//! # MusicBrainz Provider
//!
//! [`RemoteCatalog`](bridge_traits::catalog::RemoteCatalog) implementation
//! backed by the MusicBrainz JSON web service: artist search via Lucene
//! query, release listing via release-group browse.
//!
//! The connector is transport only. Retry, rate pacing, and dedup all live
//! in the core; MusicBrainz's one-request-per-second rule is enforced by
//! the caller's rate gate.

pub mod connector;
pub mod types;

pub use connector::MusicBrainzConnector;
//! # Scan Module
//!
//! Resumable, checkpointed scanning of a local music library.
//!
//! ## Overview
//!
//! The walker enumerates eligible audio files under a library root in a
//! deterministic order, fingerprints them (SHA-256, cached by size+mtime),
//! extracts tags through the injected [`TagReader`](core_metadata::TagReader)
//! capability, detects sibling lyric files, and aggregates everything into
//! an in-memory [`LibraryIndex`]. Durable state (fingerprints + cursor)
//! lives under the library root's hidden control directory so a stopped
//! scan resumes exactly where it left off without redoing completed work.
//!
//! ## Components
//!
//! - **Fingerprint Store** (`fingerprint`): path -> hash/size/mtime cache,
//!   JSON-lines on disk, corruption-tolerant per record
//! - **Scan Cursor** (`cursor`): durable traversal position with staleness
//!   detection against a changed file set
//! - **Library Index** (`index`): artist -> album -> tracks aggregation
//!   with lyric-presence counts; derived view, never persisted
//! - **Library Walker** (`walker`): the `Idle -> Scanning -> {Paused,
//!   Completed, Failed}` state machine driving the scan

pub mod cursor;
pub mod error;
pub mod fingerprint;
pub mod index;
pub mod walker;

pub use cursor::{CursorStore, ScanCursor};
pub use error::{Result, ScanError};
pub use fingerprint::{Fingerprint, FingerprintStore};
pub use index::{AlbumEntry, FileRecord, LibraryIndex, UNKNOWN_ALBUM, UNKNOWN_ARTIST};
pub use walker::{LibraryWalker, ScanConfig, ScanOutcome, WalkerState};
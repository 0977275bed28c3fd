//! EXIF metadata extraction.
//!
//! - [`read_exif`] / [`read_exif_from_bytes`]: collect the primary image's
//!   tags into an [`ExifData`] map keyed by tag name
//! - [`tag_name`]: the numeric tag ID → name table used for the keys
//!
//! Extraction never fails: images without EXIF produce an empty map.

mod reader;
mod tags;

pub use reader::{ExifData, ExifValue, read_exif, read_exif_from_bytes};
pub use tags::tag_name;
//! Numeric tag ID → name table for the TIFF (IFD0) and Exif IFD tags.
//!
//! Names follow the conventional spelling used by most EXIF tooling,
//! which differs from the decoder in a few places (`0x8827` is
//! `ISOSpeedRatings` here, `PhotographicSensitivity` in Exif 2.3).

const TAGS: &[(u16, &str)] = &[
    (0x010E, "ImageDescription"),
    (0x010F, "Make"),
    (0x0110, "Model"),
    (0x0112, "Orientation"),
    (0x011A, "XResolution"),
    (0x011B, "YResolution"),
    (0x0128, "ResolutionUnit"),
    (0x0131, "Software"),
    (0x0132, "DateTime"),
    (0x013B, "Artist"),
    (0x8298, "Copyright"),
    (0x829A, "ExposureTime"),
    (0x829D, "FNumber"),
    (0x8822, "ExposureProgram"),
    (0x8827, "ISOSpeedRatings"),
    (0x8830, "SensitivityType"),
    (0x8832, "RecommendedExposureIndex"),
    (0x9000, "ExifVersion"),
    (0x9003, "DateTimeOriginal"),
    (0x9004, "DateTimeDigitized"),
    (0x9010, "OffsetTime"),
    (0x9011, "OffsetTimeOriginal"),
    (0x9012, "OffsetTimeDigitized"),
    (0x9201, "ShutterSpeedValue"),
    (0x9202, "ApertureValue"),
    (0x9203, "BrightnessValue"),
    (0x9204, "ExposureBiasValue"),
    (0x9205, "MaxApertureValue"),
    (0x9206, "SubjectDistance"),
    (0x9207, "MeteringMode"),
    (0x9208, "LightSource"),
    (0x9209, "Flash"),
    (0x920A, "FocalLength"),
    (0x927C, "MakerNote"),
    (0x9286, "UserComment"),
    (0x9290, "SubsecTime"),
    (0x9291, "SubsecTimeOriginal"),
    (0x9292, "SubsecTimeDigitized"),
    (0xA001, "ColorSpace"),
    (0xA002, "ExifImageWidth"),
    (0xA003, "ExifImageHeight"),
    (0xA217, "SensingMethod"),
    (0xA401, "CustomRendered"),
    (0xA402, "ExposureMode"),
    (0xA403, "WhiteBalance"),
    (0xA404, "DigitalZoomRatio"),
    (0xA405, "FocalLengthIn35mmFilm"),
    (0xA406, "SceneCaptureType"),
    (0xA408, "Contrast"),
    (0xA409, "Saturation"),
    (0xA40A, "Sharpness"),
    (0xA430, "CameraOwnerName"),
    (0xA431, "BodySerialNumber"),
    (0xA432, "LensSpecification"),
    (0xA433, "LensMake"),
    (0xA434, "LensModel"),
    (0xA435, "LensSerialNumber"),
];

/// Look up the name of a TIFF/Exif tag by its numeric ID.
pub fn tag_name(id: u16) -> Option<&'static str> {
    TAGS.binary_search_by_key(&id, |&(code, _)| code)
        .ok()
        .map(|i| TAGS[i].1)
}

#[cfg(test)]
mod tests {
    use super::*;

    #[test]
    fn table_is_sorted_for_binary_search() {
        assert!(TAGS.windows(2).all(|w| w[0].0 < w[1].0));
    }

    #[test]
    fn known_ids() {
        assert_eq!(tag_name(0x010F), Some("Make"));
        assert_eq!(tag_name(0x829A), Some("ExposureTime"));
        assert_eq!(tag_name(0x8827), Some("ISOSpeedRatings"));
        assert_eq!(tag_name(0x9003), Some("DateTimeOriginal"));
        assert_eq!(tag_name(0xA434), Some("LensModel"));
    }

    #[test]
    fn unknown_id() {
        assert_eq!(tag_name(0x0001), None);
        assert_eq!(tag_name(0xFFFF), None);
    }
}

Problem to solve ▸
All the data needs repeating. Return it exactly.

Finished task ▸
//! # MusicBrainz Provider
//!
//! [`RemoteCatalog`](bridge_traits::catalog::RemoteCatalog) implementation
//! backed by the MusicBrainz JSON web service: artist search via Lucene
//! query, release listing via release-group browse.
//!
//! The connector is transport only. Retry, rate pacing, and dedup all live
//! in the core; MusicBrainz's one-request-per-second rule is enforced by
//! the caller's rate gate.

pub mod connector;
pub mod types;

pub use connector::MusicBrainzConnector;
//! # Scan Module
//!
//! Resumable, checkpointed scanning of a local music library.
//!
//! ## Overview
//!
//! The walker enumerates eligible audio files under a library root in a
//! deterministic order, fingerprints them (SHA-256, cached by size+mtime),
//! extracts tags through the injected [`TagReader`](core_metadata::TagReader)
//! capability, detects sibling lyric files, and aggregates everything into
//! an in-memory [`LibraryIndex`]. Durable state (fingerprints + cursor)
//! lives under the library root's hidden control directory so a stopped
//! scan resumes exactly where it left off without redoing completed work.
//!
//! ## Components
//!
//! - **Fingerprint Store** (`fingerprint`): path -> hash/size/mtime cache,
//!   JSON-lines on disk, corruption-tolerant per record
//! - **Scan Cursor** (`cursor`): durable traversal position with staleness
//!   detection against a changed file set
//! - **Library Index** (`index`): artist -> album -> tracks aggregation
//!   with lyric-presence counts; derived view, never persisted
//! - **Library Walker** (`walker`): the `Idle -> Scanning -> {Paused,
//!   Completed, Failed}` state machine driving the scan

pub mod cursor;
pub mod error;
pub mod fingerprint;
pub mod index;
pub mod walker;

pub use cursor::{CursorStore, ScanCursor};
pub use error::{Result, ScanError};
pub use fingerprint::{Fingerprint, FingerprintStore};
pub use index::{AlbumEntry, FileRecord, LibraryIndex, UNKNOWN_ALBUM, UNKNOWN_ARTIST};
pub use walker::{LibraryWalker, ScanConfig, ScanOutcome, WalkerState};
repository 0977275bed28c3fd
//! EXIF metadata extraction.
//!
//! - [`read_exif`] / [`read_exif_from_bytes`]: collect the primary image's
//!   tags into an [`ExifData`] map keyed by tag name
//! - [`tag_name`]: the numeric tag ID → name table used for the keys
//!
//! Extraction never fails: images without EXIF produce an empty map.

mod reader;
mod tags;

pub use reader::{ExifData, ExifValue, read_exif, read_exif_from_bytes};
pub use tags::tag_name;
//! Numeric tag ID → name table for the TIFF (IFD0) and Exif IFD tags.
//!
//! Names follow the conventional spelling used by most EXIF tooling,
//! which differs from the decoder in a few places (`0x8827` is
//! `ISOSpeedRatings` here, `PhotographicSensitivity` in Exif 2.3).

const TAGS: &[(u16, &str)] = &[
    (0x010E, "ImageDescription"),
    (0x010F, "Make"),
    (0x0110, "Model"),
    (0x0112, "Orientation"),
    (0x011A, "XResolution"),
    (0x011B, "YResolution"),
    (0x0128, "ResolutionUnit"),
    (0x0131, "Software"),
    (0x0132, "DateTime"),
    (0x013B, "Artist"),
    (0x8298, "Copyright"),
    (0x829A, "ExposureTime"),
    (0x829D, "FNumber"),
    (0x8822, "ExposureProgram"),
    (0x8827, "ISOSpeedRatings"),
    (0x8830, "SensitivityType"),
    (0x8832, "RecommendedExposureIndex"),
    (0x9000, "ExifVersion"),
    (0x9003, "DateTimeOriginal"),
    (0x9004, "DateTimeDigitized"),
    (0x9010, "OffsetTime"),
    (0x9011, "OffsetTimeOriginal"),
    (0x9012, "OffsetTimeDigitized"),
    (0x9201, "ShutterSpeedValue"),
    (0x9202, "ApertureValue"),
    (0x9203, "BrightnessValue"),
    (0x9204, "ExposureBiasValue"),
    (0x9205, "MaxApertureValue"),
    (0x9206, "SubjectDistance"),
    (0x9207, "MeteringMode"),
    (0x9208, "LightSource"),
    (0x9209, "Flash"),
    (0x920A, "FocalLength"),
    (0x927C, "MakerNote"),
    (0x9286, "UserComment"),
    (0x9290, "SubsecTime"),
    (0x9291, "SubsecTimeOriginal"),
    (0x9292, "SubsecTimeDigitized"),
    (0xA001, "ColorSpace"),
    (0xA002, "ExifImageWidth"),
    (0xA003, "ExifImageHeight"),
    (0xA217, "SensingMethod"),
    (0xA401, "CustomRendered"),
    (0xA402, "ExposureMode"),
    (0xA403, "WhiteBalance"),
    (0xA404, "DigitalZoomRatio"),
    (0xA405, "FocalLengthIn35mmFilm"),
    (0xA406, "SceneCaptureType"),
    (0xA408, "Contrast"),
    (0xA409, "Saturation"),
    (0xA40A, "Sharpness"),
    (0xA430, "CameraOwnerName"),
    (0xA431, "BodySerialNumber"),
    (0xA432, "LensSpecification"),
    (0xA433, "LensMake"),
    (0xA434, "LensModel"),
    (0xA435, "LensSerialNumber"),
];

/// Look up the name of a TIFF/Exif tag by its numeric ID.
pub fn tag_name(id: u16) -> Option<&'static str> {
    TAGS.binary_search_by_key(&id, |&(code, _)| code)
        .ok()
        .map(|i| TAGS[i].1)
}

#[cfg(test)]
mod tests {
    use super::*;

    #[test]
    fn table_is_sorted_for_binary_search() {
        assert!(TAGS.windows(2).all(|w| w[0].0 < w[1].0));
    }

    #[test]
    fn known_ids() {
        assert_eq!(tag_name(0x010F), Some("Make"));
        assert_eq!(tag_name(0x829A), Some("ExposureTime"));
        assert_eq!(tag_name(0x8827), Some("ISOSpeedRatings"));
        assert_eq!(tag_name(0x9003), Some("DateTimeOriginal"));
        assert_eq!(tag_name(0xA434), Some("LensModel"));
    }

    #[test]
    fn unknown_id() {
        assert_eq!(tag_name(0x0001), None);
        assert_eq!(tag_name(0xFFFF), None);
    }
}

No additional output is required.